YOUR OBJECTIVE » Below are records; count how many of their lines contain the word "texts" and give the number alone.

(Saved entries)
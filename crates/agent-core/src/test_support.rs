//! Offline fakes for every external collaborator trait, used by
//! unit tests across the crate so nothing reaches a real network.

use crate::clients::{
    AgentQueryMetadata, AgentQueryRequest, AgentQueryResponse, AgentServiceClient, AgentUpdate,
    AgentUpdateStream, EmbeddingService, ExecuteTaskRequest, ExecuteTaskResponse, KvStore,
    LlmServiceClient, PolicyEngine, RoleInfo, SemanticItem, ToolCall, ToolMetadata,
    ToolSelectRequest, ToolSelectResponse, VectorPoint, VectorStore,
};
use crate::error::AgentCoreError;
use crate::types::{PolicyDecision, PolicyInput, PolicyMode};
use async_trait::async_trait;
use futures::stream;
use parking_lot::Mutex;
use std::collections::HashMap;
use std::sync::atomic::{AtomicUsize, Ordering};
use std::sync::Arc;
use std::time::Duration;

// ───────────────────────────── LLM service ────────────────────────────────

#[derive(Default)]
pub struct FakeLlmService {
    tool_costs: HashMap<String, f64>,
    roles: HashMap<String, Vec<String>>,
    roles_fail: bool,
    roles_calls: AtomicUsize,
    query_response: Option<AgentQueryResponse>,
    tool_select_response: ToolSelectResponse,
}

impl FakeLlmService {
    pub fn roles_call_count(&self) -> usize {
        self.roles_calls.load(Ordering::SeqCst)
    }
}

#[async_trait]
impl LlmServiceClient for FakeLlmService {
    async fn agent_query(
        &self,
        _req: AgentQueryRequest,
    ) -> Result<AgentQueryResponse, AgentCoreError> {
        Ok(self.query_response.clone().unwrap_or(AgentQueryResponse {
            success: true,
            response: "ok".to_string(),
            tokens_used: Some(10),
            model_used: Some("test-model".to_string()),
            provider: Some("test-provider".to_string()),
            finish_reason: Some("stop".to_string()),
            metadata: AgentQueryMetadata::default(),
        }))
    }

    async fn tools_list(&self, _exclude_dangerous: bool) -> Result<Vec<String>, AgentCoreError> {
        Ok(self.tool_costs.keys().cloned().collect())
    }

    async fn tools_select(
        &self,
        _req: ToolSelectRequest,
    ) -> Result<ToolSelectResponse, AgentCoreError> {
        Ok(self.tool_select_response.clone())
    }

    async fn tool_metadata(&self, tool: &str) -> Result<ToolMetadata, AgentCoreError> {
        Ok(ToolMetadata {
            cost_per_use: *self.tool_costs.get(tool).unwrap_or(&0.0),
        })
    }

    async fn roles(&self) -> Result<HashMap<String, RoleInfo>, AgentCoreError> {
        self.roles_calls.fetch_add(1, Ordering::SeqCst);
        if self.roles_fail {
            return Err(AgentCoreError::Http {
                url: "roles".into(),
                reason: "unavailable".into(),
            });
        }
        Ok(self
            .roles
            .iter()
            .map(|(k, v)| {
                (
                    k.clone(),
                    RoleInfo {
                        allowed_tools: v.clone(),
                    },
                )
            })
            .collect())
    }
}

#[derive(Default)]
pub struct FakeLlmServiceBuilder {
    tool_costs: HashMap<String, f64>,
    roles: HashMap<String, Vec<String>>,
    roles_fail: bool,
    query_response: Option<AgentQueryResponse>,
    tool_select_response: ToolSelectResponse,
}

impl FakeLlmServiceBuilder {
    pub fn new() -> Self {
        Self {
            tool_select_response: ToolSelectResponse::default(),
            ..Default::default()
        }
    }

    pub fn with_tool_cost(mut self, tool: &str, cost: f64) -> Self {
        self.tool_costs.insert(tool.to_string(), cost);
        self
    }

    pub fn with_role(mut self, role: &str, tools: Vec<String>) -> Self {
        self.roles.insert(role.to_string(), tools);
        self
    }

    pub fn with_roles_failing(mut self) -> Self {
        self.roles_fail = true;
        self
    }

    pub fn with_query_response(mut self, response: AgentQueryResponse) -> Self {
        self.query_response = Some(response);
        self
    }

    pub fn with_tool_select(mut self, selected: Vec<String>, calls: Vec<ToolCall>) -> Self {
        self.tool_select_response = ToolSelectResponse {
            selected_tools: selected,
            calls,
        };
        self
    }

    pub fn build(self) -> FakeLlmService {
        FakeLlmService {
            tool_costs: self.tool_costs,
            roles: self.roles,
            roles_fail: self.roles_fail,
            roles_calls: AtomicUsize::new(0),
            query_response: self.query_response,
            tool_select_response: self.tool_select_response,
        }
    }
}

// ───────────────────────────── Agent service ──────────────────────────────

pub struct FakeAgentService {
    pub unary_response: Mutex<ExecuteTaskResponse>,
    pub stream_updates: Mutex<Vec<Result<AgentUpdate, AgentCoreError>>>,
}

impl Default for FakeAgentService {
    fn default() -> Self {
        Self {
            unary_response: Mutex::new(ExecuteTaskResponse {
                success: true,
                response: "unary ok".to_string(),
                model: Some("test-model".to_string()),
                provider: Some("test-provider".to_string()),
                input_tokens: 5,
                output_tokens: 5,
                total_tokens: 10,
                cost_usd: 0.0,
                error: None,
            }),
            stream_updates: Mutex::new(vec![]),
        }
    }
}

#[async_trait]
impl AgentServiceClient for FakeAgentService {
    async fn execute_task(
        &self,
        _req: ExecuteTaskRequest,
    ) -> Result<ExecuteTaskResponse, AgentCoreError> {
        Ok(self.unary_response.lock().clone())
    }

    async fn stream_execute_task(
        &self,
        _req: ExecuteTaskRequest,
    ) -> Result<AgentUpdateStream, AgentCoreError> {
        let updates = self.stream_updates.lock().clone();
        Ok(Box::pin(stream::iter(updates)))
    }
}

// ExecuteTaskResponse, AgentUpdate, and AgentToolResult already derive Clone
// in clients.rs.

// ───────────────────────────── Vector DB / embeddings ─────────────────────

#[derive(Default)]
pub struct FakeEmbeddingService {
    pub fail: bool,
    pub dim: usize,
}

#[async_trait]
impl EmbeddingService for FakeEmbeddingService {
    async fn generate_embedding(&self, text: &str, _model: &str) -> Result<Vec<f32>, AgentCoreError> {
        if self.fail {
            return Err(AgentCoreError::Http {
                url: "embed".into(),
                reason: "down".into(),
            });
        }
        let dim = if self.dim == 0 { 4 } else { self.dim };
        Ok(deterministic_vector(text, dim))
    }

    async fn generate_batch_embeddings(
        &self,
        texts: &[String],
        model: &str,
    ) -> Result<Vec<Vec<f32>>, AgentCoreError> {
        let mut out = Vec::with_capacity(texts.len());
        for t in texts {
            out.push(self.generate_embedding(t, model).await?);
        }
        Ok(out)
    }
}

fn deterministic_vector(seed: &str, dim: usize) -> Vec<f32> {
    let hash = crate::hash::Hash6::of_sentence(seed);
    let base = u32::from_str_radix(hash.as_str(), 16).unwrap_or(1) as f32;
    (0..dim).map(|i| ((base + i as f32) % 97.0) / 97.0).collect()
}

#[derive(Default)]
pub struct FakeVectorStore {
    pub items: Mutex<Vec<SemanticItem>>,
}

#[async_trait]
impl VectorStore for FakeVectorStore {
    async fn get_session_context_semantic(
        &self,
        _vec: &[f32],
        _session: &str,
        _tenant: &str,
        limit: usize,
        threshold: f32,
    ) -> Result<Vec<SemanticItem>, AgentCoreError> {
        Ok(self
            .items
            .lock()
            .iter()
            .filter(|i| i.score >= threshold)
            .take(limit)
            .cloned()
            .collect())
    }

    async fn upsert(&self, points: Vec<VectorPoint>) -> Result<Vec<String>, AgentCoreError> {
        let ids: Vec<String> = points
            .iter()
            .enumerate()
            .map(|(i, p)| p.id.clone().unwrap_or_else(|| format!("point-{i}")))
            .collect();
        Ok(ids)
    }
}

// ───────────────────────────── KV store ───────────────────────────────────

#[derive(Default)]
pub struct FakeKvStore {
    counters: Mutex<HashMap<String, i64>>,
    lists: Mutex<HashMap<String, Vec<Vec<u8>>>>,
}

#[async_trait]
impl KvStore for FakeKvStore {
    async fn incr(&self, key: &str) -> Result<i64, AgentCoreError> {
        let mut counters = self.counters.lock();
        let entry = counters.entry(key.to_string()).or_insert(0);
        *entry += 1;
        Ok(*entry)
    }

    async fn rpush(&self, key: &str, value: Vec<u8>) -> Result<(), AgentCoreError> {
        self.lists.lock().entry(key.to_string()).or_default().push(value);
        Ok(())
    }

    async fn lrange(&self, key: &str, start: isize, stop: isize) -> Result<Vec<Vec<u8>>, AgentCoreError> {
        let lists = self.lists.lock();
        let Some(list) = lists.get(key) else {
            return Ok(vec![]);
        };
        let len = list.len() as isize;
        let norm = |i: isize| -> isize {
            if i < 0 {
                (len + i).max(0)
            } else {
                i.min(len)
            }
        };
        let start = norm(start) as usize;
        let stop = (norm(stop) + 1).max(0) as usize;
        Ok(list.get(start..stop.min(list.len())).unwrap_or(&[]).to_vec())
    }

    async fn llen(&self, key: &str) -> Result<i64, AgentCoreError> {
        Ok(self.lists.lock().get(key).map(|l| l.len() as i64).unwrap_or(0))
    }

    async fn expire(&self, _key: &str, _ttl: Duration) -> Result<(), AgentCoreError> {
        Ok(())
    }
}

// ───────────────────────────── Policy engine ──────────────────────────────

pub struct FakePolicyEngine {
    pub decision: PolicyDecision,
    pub mode: PolicyMode,
    pub fail: bool,
}

impl Default for FakePolicyEngine {
    fn default() -> Self {
        Self {
            decision: PolicyDecision {
                allow: true,
                reason: "ok".to_string(),
                require_approval: false,
            },
            mode: PolicyMode::Enforce,
            fail: false,
        }
    }
}

#[async_trait]
impl PolicyEngine for FakePolicyEngine {
    async fn evaluate(&self, _input: PolicyInput) -> Result<PolicyDecision, AgentCoreError> {
        if self.fail {
            return Err(AgentCoreError::PolicyEvaluation {
                reason: "engine unreachable".into(),
            });
        }
        Ok(self.decision.clone())
    }

    fn mode(&self) -> PolicyMode {
        self.mode
    }
}

// PolicyDecision already derives Clone in types.rs.

/// Test-only event observer recording every event it sees.
pub struct RecordingObserver {
    pub events: Mutex<Vec<crate::events::AgentCoreEvent>>,
}

impl Default for RecordingObserver {
    fn default() -> Self {
        Self {
            events: Mutex::new(vec![]),
        }
    }
}

#[async_trait]
impl crate::events::EventObserver for RecordingObserver {
    async fn on_event(&self, event: &crate::events::AgentCoreEvent) -> Result<(), AgentCoreError> {
        self.events.lock().push(event.clone());
        Ok(())
    }
}

pub fn arc<T>(value: T) -> Arc<T> {
    Arc::new(value)
}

RESULT » 3